EXERCISE DIRECTIONS: Give a verbatim repeat of the lines that run from the line containing "if !self.deliver(from, to, payload)" to the end of the data below.

== AVAILABLE DATA ==

use crate::frame::message::FrameMessage;
use log::{debug, warn};
use serde_json::Value;
use tokio::sync::mpsc::{self, UnboundedReceiver, UnboundedSender};

/// Address of one frame's mailbox within a page
#[derive(Debug, Clone, Copy, PartialEq, Eq, Hash, PartialOrd, Ord)]
pub struct FrameAddress(usize);

impl FrameAddress {
    /// The top-level frame is always the first mailbox opened
    pub const TOP: FrameAddress = FrameAddress(0);

    pub fn index(self) -> usize {
        self.0
    }
}

/// A raw payload in flight
#[derive(Debug, Clone)]
pub struct Envelope {
    pub from: FrameAddress,
    pub payload: Value,
}

/// Send side of the cross-frame channel
pub trait Outbox {
    fn post(&mut self, from: FrameAddress, to: FrameAddress, message: &FrameMessage);
}

/// Receive side owned by one frame
#[derive(Debug)]
pub struct Mailbox {
    address: FrameAddress,
    receiver: UnboundedReceiver<Envelope>,
}

impl Mailbox {
    pub fn address(&self) -> FrameAddress {
        self.address
    }

    /// Next decodable message, skipping anything unknown; `None` when empty
    pub fn try_next(&mut self) -> Option<FrameMessage> {
        while let Ok(envelope) = self.receiver.try_recv() {
            if let Some(message) = FrameMessage::decode(&envelope.payload) {
                debug!(
                    "Frame {} received {} from frame {}",
                    self.address.0,
                    message.kind(),
                    envelope.from.0
                );
                return Some(message);
            }
        }
        None
    }
}

/// Routes payloads to mailboxes by address
#[derive(Debug, Default)]
pub struct PostOffice {
    senders: Vec<UnboundedSender<Envelope>>,
}

impl PostOffice {
    pub fn new() -> Self {
        Self::default()
    }

    /// Open a mailbox at the next free address
    pub fn open_mailbox(&mut self) -> Mailbox {
        let (sender, receiver) = mpsc::unbounded_channel();
        let address = FrameAddress(self.senders.len());
        self.senders.push(sender);
        Mailbox { address, receiver }
    }

    /// Deliver an already-encoded payload; returns false if nothing listens at `to`
    pub fn deliver(&self, from: FrameAddress, to: FrameAddress, payload: Value) -> bool {
        match self.senders.get(to.0) {
            Some(sender) => sender.send(Envelope { from, payload }).is_ok(),
            None => false,
        }
    }
}

impl Outbox for PostOffice {
    fn post(&mut self, from: FrameAddress, to: FrameAddress, message: &FrameMessage) {
        let payload = match message.encode() {
            Ok(payload) => payload,
            Err(e) => {
                warn!("Dropping {} message: {}", message.kind(), e);
                return;
            }
        };

        if !self.deliver(from, to, payload) {
            debug!("No frame listening at {} for {}", to.0, message.kind());
        }
    }
}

===

REPLY TO THE EXERCISE:
        if !self.deliver(from, to, payload) {
            debug!("No frame listening at {} for {}", to.0, message.kind());
        }
    }
}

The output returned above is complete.